Albert was the only son of Philip III of Nassau-Weilburg and his second wife, Countess Anna of Mansfeld. His mother died in childbirth.

On 16 June 1559, Albert married Anna of Nassau-Dillenburg, a daughter of Count William "the Rich" of Nassau-Siegen and sister of William I of Orange. In the same year, on 4 October 1559, his father, Philip III died. Albert inherited part of the county of Nassau-Weilburg jointly with his younger half-brother, Philip IV. Albert initially ruled jointly with Philip IV. They had inherited a high debt, which hampered their ability to rule. They were however, able to slowly improve their financial position.

On 15 May 1561, the brothers split their territory for the first time. Albert was given Schloss Weilburg and the district of Weilburg, Philip received castle and district of Neuweilnau. The largest part of the territory and their father's debts, however, remained the common property. Albert moved into the new Schloss Weilburg, which he continued to expand. In 1571, they split the rest of the territory. Apart from Weilburg, Albert received Gleiberg, Cleen, Wehen and Burgschwalbach. Albert and Philip concluded several treaties with Hesse, in which they gradually divided their shared possessions.

Albert was a member of the Wetterau Association of Imperial Counts. He often travelled to the Imperial Diet and to the Emperor Maximilian II as a representative of the Wetterau Association, to discuss freedom of religion for the Calvinist princes. From 1583 to 1588, Albert fought in the Cologne War on the side of the Wetterau Association.

When Count John III of Nassau-Saarbrücken died in 1574 without a male heir, the Counties of Saarbrücken, Saarwerden and Ottweiler passed to Albert and Philip. They divided them: Philip received Saarbrücken and Saarland; Albert received Ottweiler, the districts of Homburg and Kirchheim and the Lordships of Lahr and Mahlberg in the Black Forest. Albert built a new castle in Ottweiler, which became his residence. As the eldest member of the Walram line of the House of Nassau, Albert took up guardianship of John Louis of Nassau-Wiesbaden. As head of the house, he set guidelines for foreign policy.

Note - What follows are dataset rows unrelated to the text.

use std::fs;
use std::path::Path;

use anyhow::{Context, Result};
use serde_json::json;

const OUTPUT_DIR: &str = "sample_data";

const SALARY_FIELDS: [(&str, f64); 11] = [
    ("All fields", 1.00),
    ("Science and engineering", 1.03),
    ("Life sciences", 0.92),
    ("Physical sciences and earth sciences", 1.02),
    ("Mathematics and computer sciences", 1.15),
    ("Psychology and social sciences ", 0.90),
    ("Engineering", 1.20),
    ("Non-science and engineering", 0.85),
    ("Education", 0.86),
    ("Humanities and arts", 0.78),
    ("Other", 0.88),
];

/// (field, recipients in 1987, yearly growth, visa share in 1987, in 2017)
const STATUS_FIELDS: [(&str, f64, f64, f64, f64); 9] = [
    ("All fields", 32000.0, 0.018, 0.18, 0.33),
    ("Life sciences", 6500.0, 0.028, 0.15, 0.26),
    ("Physical sciences and earth sciences", 4200.0, 0.015, 0.25, 0.42),
    ("Mathematics and computer sciences", 1200.0, 0.040, 0.35, 0.58),
    ("Psychology and social sciences", 5800.0, 0.012, 0.10, 0.20),
    ("Engineering", 4000.0, 0.032, 0.42, 0.57),
    ("Education", 6500.0, -0.008, 0.06, 0.11),
    ("Humanities and arts", 3800.0, 0.012, 0.07, 0.13),
    ("Other", 1200.0, 0.035, 0.14, 0.22),
];

const COUNTRIES: [&str; 40] = [
    "China", "India", "South Korea", "Iran", "Taiwan", "Saudi Arabia", "Turkey",
    "Bangladesh", "Canada", "Brazil", "Nigeria", "Vietnam", "Italy", "Colombia", "Mexico",
    "Egypt", "Pakistan", "Germany", "Japan", "Chile", "Thailand", "Nepal", "France",
    "Indonesia", "Greece", "Spain", "Ghana", "Kenya", "Ethiopia", "Malaysia", "Sri Lanka",
    "Jordan", "Russia", "Argentina", "United Kingdom", "Israel", "Ecuador", "Peru",
    "Lebanon", "Kuwait",
];

/// Minimal deterministic PRNG (xoshiro256**)
struct SimpleRng {
    state: [u64; 4],
}

impl SimpleRng {
    fn new(seed: u64) -> Self {
        let mut s = [0u64; 4];
        let mut x = seed;
        for slot in &mut s {
            x = x.wrapping_mul(6364136223846793005).wrapping_add(1);
            *slot = x;
        }
        SimpleRng { state: s }
    }

    fn next_u64(&mut self) -> u64 {
        let result = (self.state[1].wrapping_mul(5))
            .rotate_left(7)
            .wrapping_mul(9);
        let t = self.state[1] << 17;
        self.state[2] ^= self.state[0];
        self.state[3] ^= self.state[1];
        self.state[1] ^= self.state[2];
        self.state[0] ^= self.state[3];
        self.state[2] ^= t;
        self.state[3] = self.state[3].rotate_left(45);
        result
    }

    fn next_f64(&mut self) -> f64 {
        (self.next_u64() >> 11) as f64 / (1u64 << 53) as f64
    }

    /// Multiplicative jitter in `[1 - spread, 1 + spread)`.
    fn jitter(&mut self, spread: f64) -> f64 {
        1.0 + spread * (2.0 * self.next_f64() - 1.0)
    }
}

/// Rows are padded to `width` cells so blank rows stay blank records.
fn write_rows(path: &Path, rows: &[Vec<String>], width: usize) -> Result<()> {
    let mut writer = csv::WriterBuilder::new()
        .flexible(true)
        .from_path(path)
        .with_context(|| format!("creating {}", path.display()))?;
    for row in rows {
        let mut record = row.clone();
        record.resize(width.max(record.len()), String::new());
        writer.write_record(&record)?;
    }
    writer.flush()?;
    Ok(())
}

fn title_rows(title: &str, unit: &str) -> Vec<Vec<String>> {
    vec![vec![title.to_string()], vec![unit.to_string()], vec![]]
}

fn salaries(rng: &mut SimpleRng) -> Vec<Vec<String>> {
    let mut rows = title_rows(
        "Median annual salary of doctorate recipients with definite postgraduation plans, by field and employment sector: 2017",
        "(Dollars)",
    );
    rows.push(
        [
            "Field of study",
            "Academe",
            "Industry or business",
            "Government",
            "Nonprofit organization",
            "Other or unknown",
        ]
        .map(String::from)
        .to_vec(),
    );

    let sector_base = [58000.0, 105000.0, 95000.0, 72000.0, 68000.0];
    for (field, factor) in SALARY_FIELDS {
        let mut row = vec![field.to_string()];
        for base in sector_base {
            let salary = (base * factor * rng.jitter(0.05) / 500.0).round() * 500.0;
            row.push(format!("{salary}"));
        }
        rows.push(row);
    }
    rows
}

fn status(rng: &mut SimpleRng) -> Vec<Vec<String>> {
    let mut header = vec!["Year".to_string()];
    for (field, ..) in STATUS_FIELDS {
        header.push(field.to_string());
        header.push("U.S. citizen or permanent resident".to_string());
        header.push("Temporary visa holder".to_string());
    }
    let mut rows = vec![header];

    for year in 1987..=2017 {
        let t = (year - 1987) as f64;
        let mut row = vec![year.to_string()];
        for (_, base, growth, visa_start, visa_end) in STATUS_FIELDS {
            let total = (base * (1.0 + growth).powf(t) * rng.jitter(0.03)).round();
            let visa_share = visa_start + (visa_end - visa_start) * t / 30.0;
            let visa = (total * visa_share).round();
            // Some recipients report no citizenship.
            let citizen = ((total - visa) * 0.95).round();
            row.extend([total, citizen, visa].map(|v| v.to_string()));
        }
        rows.push(row);
    }

    rows.push(vec![
        "SOURCE: synthetic sample generated by generate_sample.".to_string(),
    ]);
    rows
}

fn countries(rng: &mut SimpleRng) -> Vec<Vec<String>> {
    let mut rows = title_rows(
        "Top countries of origin of temporary visa holders earning doctorates at U.S. colleges and universities: 2017",
        "(Number)",
    );
    rows.push(["Country", "Rank", "Doctorate recipients"].map(String::from).to_vec());

    let mut recipients: Vec<f64> = (0..COUNTRIES.len())
        .map(|i| (5200.0 / (i as f64 + 1.0).powf(1.1) * rng.jitter(0.1)).round() + 30.0)
        .collect();
    recipients.sort_by(|a, b| b.total_cmp(a));

    let total: f64 = recipients.iter().sum();
    rows.push(vec![
        "All temporary visa holders".to_string(),
        String::new(),
        format!("{}", (total * 1.25).round()),
    ]);
    rows.push(vec![
        format!("Top {} countries", COUNTRIES.len()),
        String::new(),
        format!("{total}"),
    ]);
    for (i, (country, n)) in COUNTRIES.iter().zip(&recipients).enumerate() {
        rows.push(vec![country.to_string(), (i + 1).to_string(), n.to_string()]);
    }
    rows.push(vec![
        "NOTE: Countries are ranked by number of doctorate recipients.".to_string(),
    ]);
    rows
}

fn main() -> Result<()> {
    let mut rng = SimpleRng::new(42);
    let dir = Path::new(OUTPUT_DIR);
    fs::create_dir_all(dir).with_context(|| format!("creating {OUTPUT_DIR}"))?;

    write_rows(&dir.join("salaries.csv"), &salaries(&mut rng), 6)?;
    write_rows(&dir.join("status.csv"), &status(&mut rng), 1 + 3 * STATUS_FIELDS.len())?;
    write_rows(&dir.join("countries.csv"), &countries(&mut rng), 3)?;

    let config = json!({
        "salaries_path": "salaries.csv",
        "status_path": "status.csv",
        "countries_path": "countries.csv",
        "header_image": null
    });
    fs::write(dir.join("dashboard.json"), serde_json::to_string_pretty(&config)?)
        .context("writing dashboard.json")?;

    println!(
        "Wrote sample tables ({} fields, 31 years, {} countries) to {OUTPUT_DIR}/",
        SALARY_FIELDS.len(),
        COUNTRIES.len()
    );
    println!("Run with PHD_TRENDS_CONFIG={OUTPUT_DIR}/dashboard.json");
    Ok(())
}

The Saarbrücken inheritance was contested by various sides. Duke Charles of Lorraine claimed the county of Saarwerden. Albert, however, prevailed before the Reichskammergericht. Elector Palatine Frederick III also claimed some of the Nassau territories; Albert was able to settle this issue out of court. Albert and Frederick concluded several treaties, in which the exact rights and boundaries of the various territories were defined. After Frederick III died in 1576, Albert was the executor of his last will and testament.

In 1579, Albert extended his influence in Rhenish Hesse by purchasing a share of Jugenheim.

Albert died on 11 November 1593 at his castle in Ottweiler. After his death, his three sons jointly ruled his territory. However, two of them died shortly after their father so that the surviving son of Louis II ruled alone from 1602 onwards.

=== Reformation ===
In his childhood at Neuweilnau Castle, he was educated in the Protestant faith by Kasper Goltwurm. Through Goltwurm, Albert became acquainted with Philipp Melanchthon, with whom he had lively correspondence.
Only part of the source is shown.